INPUT FOR THIS TASK
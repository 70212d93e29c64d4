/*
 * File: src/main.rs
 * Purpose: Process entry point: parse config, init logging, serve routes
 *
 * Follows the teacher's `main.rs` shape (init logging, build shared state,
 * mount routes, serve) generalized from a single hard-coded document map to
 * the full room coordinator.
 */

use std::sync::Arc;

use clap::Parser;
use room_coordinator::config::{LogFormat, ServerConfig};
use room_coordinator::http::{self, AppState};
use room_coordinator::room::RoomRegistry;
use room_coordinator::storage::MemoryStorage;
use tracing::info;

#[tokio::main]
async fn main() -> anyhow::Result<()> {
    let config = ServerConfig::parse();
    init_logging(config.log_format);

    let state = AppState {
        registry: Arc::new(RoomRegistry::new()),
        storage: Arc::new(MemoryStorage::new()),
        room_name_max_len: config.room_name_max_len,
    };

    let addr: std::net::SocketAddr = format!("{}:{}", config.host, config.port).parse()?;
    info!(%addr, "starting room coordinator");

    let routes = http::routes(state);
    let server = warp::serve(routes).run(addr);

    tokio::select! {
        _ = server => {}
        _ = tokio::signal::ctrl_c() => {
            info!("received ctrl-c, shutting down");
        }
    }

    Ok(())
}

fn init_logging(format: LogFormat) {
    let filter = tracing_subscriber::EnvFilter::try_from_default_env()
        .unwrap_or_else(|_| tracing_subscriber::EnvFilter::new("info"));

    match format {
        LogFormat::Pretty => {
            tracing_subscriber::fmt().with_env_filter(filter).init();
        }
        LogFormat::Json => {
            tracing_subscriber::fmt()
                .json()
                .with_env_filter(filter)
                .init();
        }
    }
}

==

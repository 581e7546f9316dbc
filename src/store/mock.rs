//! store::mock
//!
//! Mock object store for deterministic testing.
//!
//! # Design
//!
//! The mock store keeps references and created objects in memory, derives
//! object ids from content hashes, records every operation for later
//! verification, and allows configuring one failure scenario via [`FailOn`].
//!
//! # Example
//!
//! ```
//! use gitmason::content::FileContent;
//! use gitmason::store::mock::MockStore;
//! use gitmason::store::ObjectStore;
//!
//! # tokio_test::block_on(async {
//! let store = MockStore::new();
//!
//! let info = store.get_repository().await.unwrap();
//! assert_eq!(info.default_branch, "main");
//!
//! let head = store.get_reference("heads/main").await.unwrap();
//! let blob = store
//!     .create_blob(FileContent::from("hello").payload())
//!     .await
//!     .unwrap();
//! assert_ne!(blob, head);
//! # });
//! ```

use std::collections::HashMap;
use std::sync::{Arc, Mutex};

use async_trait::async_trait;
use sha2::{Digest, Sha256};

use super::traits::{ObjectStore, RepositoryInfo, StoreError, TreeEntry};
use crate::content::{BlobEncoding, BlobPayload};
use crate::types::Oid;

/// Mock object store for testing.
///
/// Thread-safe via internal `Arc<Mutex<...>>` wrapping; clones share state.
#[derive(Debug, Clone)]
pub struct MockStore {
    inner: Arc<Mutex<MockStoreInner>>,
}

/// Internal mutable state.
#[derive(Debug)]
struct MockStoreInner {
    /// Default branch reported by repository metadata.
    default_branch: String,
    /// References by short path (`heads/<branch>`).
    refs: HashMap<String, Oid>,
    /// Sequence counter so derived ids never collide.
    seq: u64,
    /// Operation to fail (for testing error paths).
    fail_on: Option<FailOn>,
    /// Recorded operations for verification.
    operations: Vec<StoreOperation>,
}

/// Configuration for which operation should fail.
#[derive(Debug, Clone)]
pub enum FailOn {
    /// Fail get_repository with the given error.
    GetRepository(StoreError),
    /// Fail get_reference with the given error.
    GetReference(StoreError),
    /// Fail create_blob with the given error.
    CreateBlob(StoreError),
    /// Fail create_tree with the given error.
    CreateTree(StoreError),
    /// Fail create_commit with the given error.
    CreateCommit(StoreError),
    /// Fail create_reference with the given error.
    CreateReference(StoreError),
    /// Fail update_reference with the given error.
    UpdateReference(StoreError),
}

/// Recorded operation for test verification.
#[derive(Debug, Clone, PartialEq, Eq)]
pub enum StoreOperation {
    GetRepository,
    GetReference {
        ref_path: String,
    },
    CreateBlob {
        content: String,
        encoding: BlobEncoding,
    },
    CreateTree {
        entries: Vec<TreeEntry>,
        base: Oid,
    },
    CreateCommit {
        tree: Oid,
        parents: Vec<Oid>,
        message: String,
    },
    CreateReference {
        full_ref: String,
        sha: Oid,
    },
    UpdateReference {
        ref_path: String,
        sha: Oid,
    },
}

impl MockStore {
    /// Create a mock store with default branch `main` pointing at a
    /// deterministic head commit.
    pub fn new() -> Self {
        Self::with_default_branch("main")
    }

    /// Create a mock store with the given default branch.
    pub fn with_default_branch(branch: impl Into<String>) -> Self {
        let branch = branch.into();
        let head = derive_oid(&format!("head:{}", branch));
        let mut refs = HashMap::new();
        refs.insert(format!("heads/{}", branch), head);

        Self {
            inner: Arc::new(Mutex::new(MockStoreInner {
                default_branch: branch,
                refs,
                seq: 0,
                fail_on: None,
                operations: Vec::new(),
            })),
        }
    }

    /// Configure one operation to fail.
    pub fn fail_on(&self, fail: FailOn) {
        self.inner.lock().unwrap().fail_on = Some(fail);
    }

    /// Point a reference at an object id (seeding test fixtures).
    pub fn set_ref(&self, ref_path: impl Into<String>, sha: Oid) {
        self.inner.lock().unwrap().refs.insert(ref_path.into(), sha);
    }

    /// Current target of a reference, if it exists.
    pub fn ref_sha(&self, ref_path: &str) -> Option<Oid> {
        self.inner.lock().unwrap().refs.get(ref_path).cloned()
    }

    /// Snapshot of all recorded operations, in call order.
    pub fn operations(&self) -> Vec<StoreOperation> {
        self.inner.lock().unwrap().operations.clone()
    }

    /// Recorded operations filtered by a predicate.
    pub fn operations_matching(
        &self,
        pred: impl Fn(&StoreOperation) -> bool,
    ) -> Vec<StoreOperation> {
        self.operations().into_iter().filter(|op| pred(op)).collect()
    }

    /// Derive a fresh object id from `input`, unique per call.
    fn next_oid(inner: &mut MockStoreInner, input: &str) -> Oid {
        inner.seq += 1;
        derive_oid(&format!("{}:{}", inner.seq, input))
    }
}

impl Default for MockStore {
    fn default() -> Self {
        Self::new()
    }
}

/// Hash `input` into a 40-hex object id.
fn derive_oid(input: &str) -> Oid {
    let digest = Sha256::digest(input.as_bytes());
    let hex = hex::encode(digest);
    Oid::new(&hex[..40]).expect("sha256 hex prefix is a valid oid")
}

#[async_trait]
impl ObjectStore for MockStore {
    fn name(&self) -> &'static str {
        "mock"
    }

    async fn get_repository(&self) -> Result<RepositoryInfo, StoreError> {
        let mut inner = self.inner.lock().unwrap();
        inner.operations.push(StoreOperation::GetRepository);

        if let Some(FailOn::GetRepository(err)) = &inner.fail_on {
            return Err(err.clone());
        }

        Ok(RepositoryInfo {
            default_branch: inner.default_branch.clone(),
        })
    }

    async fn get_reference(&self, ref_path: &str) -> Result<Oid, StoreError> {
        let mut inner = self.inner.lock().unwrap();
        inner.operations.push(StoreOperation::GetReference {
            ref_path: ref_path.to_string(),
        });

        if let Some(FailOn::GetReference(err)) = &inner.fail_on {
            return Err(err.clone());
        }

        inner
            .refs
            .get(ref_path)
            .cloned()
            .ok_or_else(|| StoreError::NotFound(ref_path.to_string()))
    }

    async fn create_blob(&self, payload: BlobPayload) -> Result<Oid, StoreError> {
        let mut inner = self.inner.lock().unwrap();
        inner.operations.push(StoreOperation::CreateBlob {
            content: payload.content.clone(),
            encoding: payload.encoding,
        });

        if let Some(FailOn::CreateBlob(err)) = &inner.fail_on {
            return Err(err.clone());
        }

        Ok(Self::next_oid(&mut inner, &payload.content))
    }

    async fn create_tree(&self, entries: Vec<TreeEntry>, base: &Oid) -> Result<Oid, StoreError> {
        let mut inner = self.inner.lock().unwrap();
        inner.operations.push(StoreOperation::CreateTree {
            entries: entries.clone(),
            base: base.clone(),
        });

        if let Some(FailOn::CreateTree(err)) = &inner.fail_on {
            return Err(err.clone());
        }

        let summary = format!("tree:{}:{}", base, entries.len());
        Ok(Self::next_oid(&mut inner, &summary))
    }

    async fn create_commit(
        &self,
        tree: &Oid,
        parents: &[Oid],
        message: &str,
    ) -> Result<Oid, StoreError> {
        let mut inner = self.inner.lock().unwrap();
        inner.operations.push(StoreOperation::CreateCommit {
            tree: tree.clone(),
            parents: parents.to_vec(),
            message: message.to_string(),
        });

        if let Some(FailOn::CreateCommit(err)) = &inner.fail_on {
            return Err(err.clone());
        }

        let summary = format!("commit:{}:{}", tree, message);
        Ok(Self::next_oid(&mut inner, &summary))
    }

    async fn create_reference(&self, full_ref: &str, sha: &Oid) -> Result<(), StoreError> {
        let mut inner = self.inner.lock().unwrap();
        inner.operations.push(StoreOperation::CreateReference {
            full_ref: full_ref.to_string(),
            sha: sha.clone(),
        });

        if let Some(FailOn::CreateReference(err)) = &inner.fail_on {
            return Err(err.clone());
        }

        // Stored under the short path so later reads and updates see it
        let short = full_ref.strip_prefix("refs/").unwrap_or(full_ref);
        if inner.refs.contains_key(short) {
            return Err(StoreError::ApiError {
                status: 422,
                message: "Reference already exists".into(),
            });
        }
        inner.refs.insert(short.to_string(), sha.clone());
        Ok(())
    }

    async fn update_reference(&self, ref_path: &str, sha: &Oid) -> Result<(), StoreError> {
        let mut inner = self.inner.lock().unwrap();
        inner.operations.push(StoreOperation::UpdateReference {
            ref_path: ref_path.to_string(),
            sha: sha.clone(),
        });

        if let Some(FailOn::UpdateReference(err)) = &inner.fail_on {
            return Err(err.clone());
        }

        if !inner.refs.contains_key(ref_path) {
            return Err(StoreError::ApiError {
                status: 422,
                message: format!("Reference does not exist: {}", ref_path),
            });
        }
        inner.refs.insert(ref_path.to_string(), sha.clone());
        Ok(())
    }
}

YOUR TASK
Copy the lines of the entries above that mention "GetRepository".

EXERCISE RESPONSE
    GetRepository(StoreError),
    GetRepository,
        inner.operations.push(StoreOperation::GetRepository);
        if let Some(FailOn::GetRepository(err)) = &inner.fail_on {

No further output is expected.